Nucleoid associated proteins and their effect on E. coli chromosome

A seemingly random and disorganized bacterial chromosome, in reality, is a well organized nucleus-like structure, called the nucleoid, which is maintained by several nucleoid associated proteins(NAPs). Here we present an application of a previously developed Hi-C based computational method to study the effects of some of these proteins on the E. coli chromosome. Simulations with encoded Hi-C data for mutant, hupAB deficient, E. coli cells, revealed a decondensed, axially expanded chromosome with enhanced short range and diminished long range interactions. Simulations for mutant cells deficient in FIS protein revealed that the effects are similar to that of the hupAB mutant, but the absence of FIS led to a greater disruption in chromosome organization. Absence of another NAP, MatP, known to mediate Ter macrodomain isolation, led to enhanced contacts between Ter and its flanking macrodomains but lacked any change in matS sites’ localization.

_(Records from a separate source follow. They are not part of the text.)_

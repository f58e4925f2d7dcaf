//! Interactive shell: the event loop driving the registry.
//!
//! All mutations happen on this thread. Stdin lines arrive over a
//! channel from a reader thread (which never touches state), and the
//! loop waits no longer than the next tick deadline, so scheduled ticks
//! and user commands are never interleaved mid-operation.

use crate::core::registry::TimerRegistry;
use crate::core::scheduler::{TICK_INTERVAL, TickScheduler};
use crate::core::store::DayStore;
use crate::errors::{AppError, AppResult};
use crate::ui::messages::{error, info, success, warning};
use crate::ui::render;
use std::io::BufRead;
use std::sync::mpsc::{self, Receiver, RecvTimeoutError};
use std::thread;
use std::time::Instant;

enum Outcome {
    Continue,
    Quit,
}

pub struct Shell<S: DayStore> {
    registry: TimerRegistry<S>,
    scheduler: TickScheduler,
    title_prefix: String,
    input: Receiver<String>,
}

impl<S: DayStore> Shell<S> {
    pub fn new(registry: TimerRegistry<S>, title_prefix: &str) -> Self {
        Self {
            registry,
            scheduler: TickScheduler::new(),
            title_prefix: title_prefix.to_string(),
            input: spawn_stdin_reader(),
        }
    }

    /// Run until quit or stdin EOF, then persist once more before the
    /// store handle is dropped.
    pub fn run(mut self) -> AppResult<()> {
        render::print_snapshot(&self.title_prefix, &self.registry.snapshot());
        info("Type 'help' for the command list.");

        loop {
            match self.next_line() {
                Some(line) => {
                    let line = line.trim().to_string();
                    if line.is_empty() {
                        continue;
                    }
                    match self.handle_command(&line) {
                        Ok(Outcome::Quit) => break,
                        Ok(Outcome::Continue) => {}
                        Err(AppError::EditLocked) => {
                            warning("Names are locked. Use 'edit' to unlock them.");
                        }
                        Err(e) => error(e),
                    }
                }
                None => break, // EOF: same as quit
            }
        }

        self.registry.persist()?;
        success("Saved. Bye.");
        Ok(())
    }

    /// Wait for the next stdin line, firing due ticks while waiting.
    fn next_line(&mut self) -> Option<String> {
        loop {
            let Some(deadline) = self.scheduler.next_deadline() else {
                return self.input.recv().ok();
            };

            let now = Instant::now();
            if deadline <= now {
                self.fire_due_ticks(now);
                continue;
            }

            match self.input.recv_timeout(deadline - now) {
                Ok(line) => return Some(line),
                Err(RecvTimeoutError::Timeout) => self.fire_due_ticks(Instant::now()),
                Err(RecvTimeoutError::Disconnected) => return None,
            }
        }
    }

    /// Advance every due row and reschedule the ones still running.
    /// A stale entry for a stopped row dies here (tick returns false).
    fn fire_due_ticks(&mut self, now: Instant) {
        for index in self.scheduler.take_due(now) {
            match self.registry.tick(index) {
                Ok(true) => self.scheduler.schedule(index, TICK_INTERVAL),
                Ok(false) => {}
                Err(e) => error(e),
            }
        }
    }

    fn handle_command(&mut self, line: &str) -> AppResult<Outcome> {
        let mut parts = line.split_whitespace();
        let cmd = parts.next().unwrap_or_default();

        match cmd {
            "add" | "+" => {
                self.registry.add_row()?;
                self.show();
            }
            "name" => {
                let index = parse_index(parts.next())?;
                let text = rest_of(line, 2);
                self.registry.set_name(index, &text)?;
                self.show();
            }
            "tag" => {
                let index = parse_index(parts.next())?;
                let raw = rest_of(line, 2);
                // The split list is shown once, informationally; only
                // the raw string is kept on the row.
                let values: Vec<&str> = raw.split(',').map(str::trim).collect();
                self.registry.set_tag(index, &raw)?;
                info(format!("Tag values: {:?}", values));
                self.show();
            }
            "start" | "stop" | "toggle" => {
                let index = parse_index(parts.next())?;
                if self.registry.toggle_timer(index)? {
                    self.scheduler.schedule(index, TICK_INTERVAL);
                }
                self.show();
            }
            "edit" => {
                let on = self.registry.toggle_edit_mode()?;
                info(if on {
                    "Edit mode ON: names unlocked."
                } else {
                    "Edit mode OFF: names locked, changes saved."
                });
            }
            "reset" => {
                if self.confirm_reset() {
                    self.registry.reset()?;
                    self.scheduler.clear();
                    success("All rows cleared.");
                    self.show();
                } else {
                    info("Reset cancelled.");
                }
            }
            "show" | "ls" => self.show(),
            "help" => render::print_help(),
            "quit" | "exit" => return Ok(Outcome::Quit),
            other => warning(format!("Unknown command '{}'. Try 'help'.", other)),
        }

        Ok(Outcome::Continue)
    }

    fn show(&self) {
        render::print_snapshot(&self.title_prefix, &self.registry.snapshot());
    }

    /// Yes/no gate in front of reset; anything but an explicit yes aborts.
    fn confirm_reset(&mut self) -> bool {
        warning("Reset all rows? This cannot be undone. [y/N]");
        match self.input.recv() {
            Ok(answer) => matches!(answer.trim(), "y" | "Y" | "yes"),
            Err(_) => false,
        }
    }
}

fn parse_index(arg: Option<&str>) -> AppResult<usize> {
    let raw = arg.ok_or_else(|| AppError::Other("Missing row index".to_string()))?;
    raw.parse()
        .map_err(|_| AppError::Other(format!("Bad row index '{}'", raw)))
}

/// Everything after the first `skip` whitespace-separated words.
fn rest_of(line: &str, skip: usize) -> String {
    line.split_whitespace()
        .skip(skip)
        .collect::<Vec<_>>()
        .join(" ")
}

fn spawn_stdin_reader() -> Receiver<String> {
    let (tx, rx) = mpsc::channel();
    thread::spawn(move || {
        let stdin = std::io::stdin();
        for line in stdin.lock().lines() {
            match line {
                Ok(l) => {
                    if tx.send(l).is_err() {
                        break;
                    }
                }
                Err(_) => break,
            }
        }
        // Dropping tx signals EOF to the loop.
    });
    rx
}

Deficiency of MukBEF, the only SMC complex present in E. coli, led to disorganization of macrodomains. Upon further analysis, it was observed that the above mutations do not significantly impact the local chromosome organization (~ 100 Kb) but only affect the chromosome on a larger scale (>100 Kb). These observations shed more light on the sparsely explored effects of NAPs on the overall chromosome organization and helps us understand the myriad complex interactions NAPs have with the chromosome.